Sassari. La tempesta che sta interessando la Sardegna colpisce in modo diseguale il territorio regionale. Sassari e il Sassarese, sulla base dei bollettini attualmente disponibili della Direzione generale della Protezione civile regionale, non rientrano tra le aree a più elevato livello di pericolo, a differenza di molte altre zone dell’Isola. L’attenzione, tuttavia, resta alta e le amministrazioni comunali hanno attivato una serie di misure preventive per farsi trovare pronte in caso di peggioramento delle condizioni meteo.

A Sassari il sindaco Giuseppe Mascia ha istituito in via precauzionale il Centro operativo comunale (Coc), con l’obiettivo di coordinare eventuali interventi di emergenza. Contestualmente è stata firmata un’ordinanza che introduce prescrizioni e raccomandazioni valide fino alle 24 di lunedì 20 gennaio, salvo proroghe o cessazione anticipata dello stato di allerta.

Nel dettaglio, restano chiusi al pubblico tutti i parchi e i giardini comunali recintati. È inoltre vietato l’accesso alle aree verdi pubbliche non recintate e l’amministrazione comunale invita la cittadinanza a evitare le zone alberate, dove il forte vento potrebbe provocare la caduta di rami.
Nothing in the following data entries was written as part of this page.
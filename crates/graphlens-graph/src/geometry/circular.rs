//! Spreading angles around a node so that adjacent ones keep a minimum gap.

use crate::normalize_degrees;
use std::collections::BTreeMap;

#[derive(Debug, Clone)]
struct Entry<K> {
    key: K,
    angle: f32,
    fixed: bool,
}

/// Result of [`distribute_circular`].
#[derive(Debug, Clone, PartialEq)]
pub struct CircularLayout<K> {
    /// Final angle of every floating key, in degrees.
    pub angles: BTreeMap<K, f32>,
    /// Keys of every run that was too dense, in angular order.
    pub runs: Vec<Vec<K>>,
}

/// Redistribute floating angles that crowd each other or fixed angles.
///
/// Angles are in degrees. A run of adjacent angles is too dense when its span is
/// less than `(len - 1) * min_separation`. Only floating members of such runs
/// move; fixed angles and floating angles outside any run keep their value.
pub fn distribute_circular<K: Ord + Clone>(
    floating: &BTreeMap<K, f32>,
    fixed: &BTreeMap<K, f32>,
    min_separation: f32,
) -> CircularLayout<K> {
    let mut entries: Vec<Entry<K>> = floating
        .iter()
        .map(|(key, &angle)| Entry {
            key: key.clone(),
            angle: normalize_degrees(angle),
            fixed: false,
        })
        .chain(fixed.iter().map(|(key, &angle)| Entry {
            key: key.clone(),
            angle: normalize_degrees(angle),
            fixed: true,
        }))
        .collect();
    entries.sort_by(|a, b| a.angle.total_cmp(&b.angle));

    let mut layout = CircularLayout {
        angles: floating
            .iter()
            .map(|(key, &angle)| (key.clone(), angle))
            .collect(),
        runs: Vec::new(),
    };

    let count = entries.len();
    if count < 2 || min_separation <= 0.0 {
        return layout;
    }

    let wrap = |index: usize| index % count;
    let wrap_back = |index: usize| (index + count - 1) % count;
    let run_len = |start: usize, end: usize| {
        if start < end {
            end - start + 1
        } else {
            end + count - start + 1
        }
    };
    let span = |start: usize, end: usize| {
        let delta = entries[end].angle - entries[start].angle;
        if start < end { delta } else { 360.0 + delta }
    };
    let too_dense = |start: usize, end: usize| {
        span(start, end) < (run_len(start, end) - 1) as f32 * min_separation
    };

    let mut claimed = vec![false; count];
    let mut runs: Vec<(usize, usize)> = Vec::new();
    let iteration_limit = count * 4 + 8;
    let mut iterations = 0;

    let mut index = 0;
    while index < count {
        let next = wrap(index + 1);
        if claimed[index] || claimed[next] || !too_dense(index, next) {
            index += 1;
            continue;
        }

        let (mut start, mut end) = (index, next);
        loop {
            iterations += 1;
            if iterations > iteration_limit {
                tracing::warn!(
                    "Circular distribution of {} angles hit its iteration bound",
                    count
                );
                break;
            }
            if run_len(start, end) >= count {
                break;
            }
            let after = wrap(end + 1);
            if !claimed[after] && too_dense(start, after) {
                end = after;
                continue;
            }
            let before = wrap_back(start);
            if !claimed[before] && too_dense(before, end) {
                start = before;
                continue;
            }
            break;
        }

        let len = run_len(start, end);
        for offset in 0..len {
            claimed[wrap(start + offset)] = true;
        }
        runs.push((start, end));

        if end < index {
            // Run wrapped past the end of the list
            break;
        }
        index = end + 1;
    }

    for (start, end) in runs {
        let len = run_len(start, end);
        let run_span = span(start, end);
        let first = &entries[start];
        let last = &entries[end];
        for offset in 0..len {
            let entry = &entries[wrap(start + offset)];
            if entry.fixed {
                continue;
            }
            let k = offset as f32;
            let angle = match (first.fixed, last.fixed) {
                (true, true) => first.angle + k * run_span / (len - 1) as f32,
                (true, false) => first.angle + k * min_separation,
                (false, true) => last.angle - (len - 1 - offset) as f32 * min_separation,
                (false, false) => {
                    let centre = first.angle + run_span / 2.0;
                    centre + (k - (len - 1) as f32 / 2.0) * min_separation
                }
            };
            layout
                .angles
                .insert(entry.key.clone(), normalize_degrees(angle));
        }
        layout.runs.push(
            (0..len)
                .map(|offset| entries[wrap(start + offset)].key.clone())
                .collect(),
        );
    }

    layout
}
Chiusi anche i cimiteri comunali per tutta la durata dell’allerta per vento. È comunque garantito il ricevimento delle salme e lo svolgimento delle operazioni strettamente indifferibili di inumazione e tumulazione, che avverranno sotto sorveglianza tecnica.

L’ordinanza del sindaco contiene anche una serie di raccomandazioni rivolte a proprietari di immobili, titolari di concessioni edilizie, datori di lavoro, direttori dei lavori e coordinatori per la sicurezza dei cantieri. In particolare si chiede di valutare con attenzione l’eventuale sospensione delle lavorazioni in quota e dell’uso di mezzi di sollevamento – come gru, autogru e piattaforme elevatrici – in base all’intensità reale delle raffiche di vento. È inoltre richiesto di assicurare con particolare diligenza la stabilità di ponteggi, recinzioni di cantiere, teloni e materiali stoccati che potrebbero essere ribaltati o dispersi, verificando l’efficacia dei sistemi di ancoraggio e collocando i mezzi di sollevamento in posizione di sicurezza.
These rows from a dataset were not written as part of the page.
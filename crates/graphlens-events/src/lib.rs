use crossbeam_channel::{Receiver, Sender, unbounded};
use graphlens_core::{NodeId, RelationshipId};
use serde::{Deserialize, Serialize};

pub mod payload;

pub use payload::{
    ALL_BUCKET, BucketStats, GraphStats, LegendItem, MenuAction, NodeItem, RelationshipItem,
    SelectedItem,
};

/// Domain events produced by the interaction dispatcher from pointer input.
#[derive(Debug, Clone, PartialEq, Eq, Serialize, Deserialize)]
pub enum InteractionEvent {
    NodeClicked(NodeId),
    NodeDblClicked(NodeId),
    NodeMouseOver(NodeId),
    NodeMouseOut(NodeId),
    RelationshipClicked(RelationshipId),
    RelMouseOver(RelationshipId),
    RelMouseOut(RelationshipId),
    CanvasClicked,
    NodeUnlock(NodeId),
    NodeClose(NodeId),
    MenuItemMouseOver { node_id: NodeId, action: MenuAction },
    MenuItemMouseOut { node_id: NodeId, action: MenuAction },
}

/// Events pushed to the host UI.
#[derive(Debug, Clone, PartialEq, Eq, Serialize, Deserialize)]
pub enum GraphEvent {
    ItemSelected(SelectedItem),
    ItemHovered(SelectedItem),
    GraphModelChanged(GraphStats),
    ExpansionRequested { node_id: NodeId },
    ExpansionCompleted { node_id: NodeId, added_nodes: usize },
}

#[derive(Clone)]
pub struct EventBus {
    tx: Sender<GraphEvent>,
    rx: Receiver<GraphEvent>,
}

impl Default for EventBus {
    fn default() -> Self {
        Self::new()
    }
}

impl EventBus {
    pub fn new() -> Self {
        let (tx, rx) = unbounded();
        Self { tx, rx }
    }

    pub fn sender(&self) -> Sender<GraphEvent> {
        self.tx.clone()
    }

    pub fn receiver(&self) -> Receiver<GraphEvent> {
        self.rx.clone()
    }

    pub fn publish(&self, event: GraphEvent) {
        if self.tx.send(event).is_err() {
            tracing::debug!("Graph event dropped, no receiver left");
        }
    }

    /// Drain every pending event into `listener`.
    pub fn dispatch_to<L: EventListener>(&self, listener: &mut L) {
        while let Ok(event) = self.rx.try_recv() {
            listener.handle_event(&event);
        }
    }

    pub fn drain(&self) -> Vec<GraphEvent> {
        self.rx.try_iter().collect()
    }
}

/// Host-side consumer of graph events.
pub trait EventListener {
    fn handle_event(&mut self, event: &GraphEvent);
}
pub mod util;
L’intero apparato degli uffici comunali è operativo e allertato, ciascuno per le proprie competenze previste dal Piano di protezione civile. Al momento la situazione non desta particolare preoccupazione, ma Polizia locale e Protezione civile hanno già intensificato le attività di monitoraggio sul territorio.

Il Comune ricorda che ogni aggiornamento viene pubblicato tempestivamente sul sito istituzionale www.comune.sassari.it e sui canali social ufficiali, ribadendo l’importanza di fare riferimento esclusivamente alle fonti ufficiali. Per le emergenze sono attivi i numeri di pronto intervento della Polizia locale: 079 274100, 079 279161, 079 279150 e il numero verde 800 615125.

Misure analoghe sono state adottate anche a Porto Torres. A seguito degli avvisi di condizioni meteo avverse per rischio idraulico, idrogeologico, forte vento e mareggiate diramati dalla Protezione civile regionale, il sindaco Massimo Mulas ha firmato le ordinanze n. 3 e n. 4 del 19 gennaio 2026. I provvedimenti dispongono l’attivazione del Centro operativo comunale di Protezione civile e la chiusura, per l’intera giornata del 19 gennaio salvo proroghe, di tutti i parchi, i giardini, le aree verdi e i cimiteri del territorio comunale.

La decisione è stata assunta per tutelare la sicurezza pubblica, in considerazione delle forti raffiche di vento previste, che potrebbero comportare rischi legati alla caduta di rami, alberi e altri elementi instabili. Anche a Porto Torres il Coc sarà attivo per tutta la durata dell’allerta, con funzioni di coordinamento del monitoraggio e di supporto al sindaco nella direzione di eventuali servizi di assistenza e soccorso alla popolazione.

L’amministrazione comunale raccomanda ai cittadini di attenersi alle norme di autoprotezione, evitare le zone più esposte al vento e prestare particolare attenzione alla guida, soprattutto nei tratti stradali più vulnerabili.

I bollettini giornalieri e gli aggiornamenti della Protezione civile regionale sono consultabili sul sito www.sardegnaambiente.it. L’invito, valido per tutti i Comuni coinvolti, è a seguire con attenzione le comunicazioni ufficiali e ad adottare comportamenti prudenti e responsabili, ricordando che la durata dell’evento e la sua possibile evoluzione rendono fondamentale un surplus di attenzione anche nelle aree al momento meno esposte.